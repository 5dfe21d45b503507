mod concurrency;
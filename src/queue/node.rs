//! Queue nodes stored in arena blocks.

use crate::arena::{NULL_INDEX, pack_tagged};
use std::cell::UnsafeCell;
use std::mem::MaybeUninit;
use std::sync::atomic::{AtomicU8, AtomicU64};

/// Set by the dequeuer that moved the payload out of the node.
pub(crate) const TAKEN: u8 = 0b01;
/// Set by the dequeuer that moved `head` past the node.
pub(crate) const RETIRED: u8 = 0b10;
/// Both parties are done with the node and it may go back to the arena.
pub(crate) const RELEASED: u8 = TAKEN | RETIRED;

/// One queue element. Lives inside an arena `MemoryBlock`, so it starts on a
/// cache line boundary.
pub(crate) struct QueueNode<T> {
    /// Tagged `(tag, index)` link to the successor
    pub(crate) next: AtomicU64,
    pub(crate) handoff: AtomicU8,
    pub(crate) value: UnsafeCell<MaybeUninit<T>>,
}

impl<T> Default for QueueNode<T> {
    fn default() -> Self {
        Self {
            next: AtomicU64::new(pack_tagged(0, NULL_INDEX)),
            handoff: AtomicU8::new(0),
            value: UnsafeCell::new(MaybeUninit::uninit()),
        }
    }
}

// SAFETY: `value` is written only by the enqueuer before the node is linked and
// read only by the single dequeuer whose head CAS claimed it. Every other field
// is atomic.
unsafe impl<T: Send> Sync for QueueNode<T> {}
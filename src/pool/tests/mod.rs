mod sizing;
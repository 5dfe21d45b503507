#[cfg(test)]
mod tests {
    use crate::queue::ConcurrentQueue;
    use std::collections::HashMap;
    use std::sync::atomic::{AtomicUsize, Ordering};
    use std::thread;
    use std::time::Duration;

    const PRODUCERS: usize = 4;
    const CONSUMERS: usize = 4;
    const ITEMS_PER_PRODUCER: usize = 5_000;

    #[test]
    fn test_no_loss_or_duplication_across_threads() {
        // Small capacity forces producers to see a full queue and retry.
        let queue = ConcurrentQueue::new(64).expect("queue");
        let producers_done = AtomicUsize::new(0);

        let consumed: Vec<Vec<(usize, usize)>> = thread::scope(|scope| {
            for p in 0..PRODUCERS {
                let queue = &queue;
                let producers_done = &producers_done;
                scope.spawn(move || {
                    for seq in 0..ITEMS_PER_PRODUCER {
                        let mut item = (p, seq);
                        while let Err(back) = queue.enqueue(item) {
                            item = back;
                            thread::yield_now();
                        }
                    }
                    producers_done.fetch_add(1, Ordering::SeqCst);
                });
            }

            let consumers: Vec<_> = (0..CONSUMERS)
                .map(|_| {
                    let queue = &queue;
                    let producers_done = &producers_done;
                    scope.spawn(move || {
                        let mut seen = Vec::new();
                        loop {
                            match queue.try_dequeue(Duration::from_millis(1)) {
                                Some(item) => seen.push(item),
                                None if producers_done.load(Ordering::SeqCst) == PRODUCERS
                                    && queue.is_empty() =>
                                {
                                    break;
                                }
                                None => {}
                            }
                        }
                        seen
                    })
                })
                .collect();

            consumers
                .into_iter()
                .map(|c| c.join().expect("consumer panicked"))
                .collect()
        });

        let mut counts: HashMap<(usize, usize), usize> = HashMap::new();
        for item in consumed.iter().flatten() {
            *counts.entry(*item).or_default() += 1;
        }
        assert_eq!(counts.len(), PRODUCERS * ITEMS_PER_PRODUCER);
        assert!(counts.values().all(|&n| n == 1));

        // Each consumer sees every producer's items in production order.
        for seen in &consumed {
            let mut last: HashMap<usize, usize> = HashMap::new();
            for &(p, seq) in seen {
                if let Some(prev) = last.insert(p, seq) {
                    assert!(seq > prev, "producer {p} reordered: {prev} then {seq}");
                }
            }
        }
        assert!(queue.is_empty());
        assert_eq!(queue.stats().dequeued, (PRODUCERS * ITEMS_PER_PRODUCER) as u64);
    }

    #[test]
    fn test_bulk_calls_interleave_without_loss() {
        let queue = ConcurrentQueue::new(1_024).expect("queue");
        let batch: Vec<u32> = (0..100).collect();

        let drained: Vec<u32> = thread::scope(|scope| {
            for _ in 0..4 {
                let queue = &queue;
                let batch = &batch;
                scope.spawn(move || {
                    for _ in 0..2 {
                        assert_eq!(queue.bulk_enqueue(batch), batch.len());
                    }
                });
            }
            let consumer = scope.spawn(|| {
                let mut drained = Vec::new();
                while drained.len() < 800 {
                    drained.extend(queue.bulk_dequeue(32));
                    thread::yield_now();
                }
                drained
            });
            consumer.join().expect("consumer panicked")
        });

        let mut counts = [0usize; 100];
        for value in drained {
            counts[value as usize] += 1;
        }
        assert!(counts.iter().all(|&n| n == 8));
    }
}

* * * * * * *

* _PROBLEM DESCRIPTION_
From the entries above, list each line with "back" in it.

* _RESULT OF THIS EXERCISE_
/// Both parties are done with the node and it may go back to the arena.
                        while let Err(back) = queue.enqueue(item) {
                            item = back;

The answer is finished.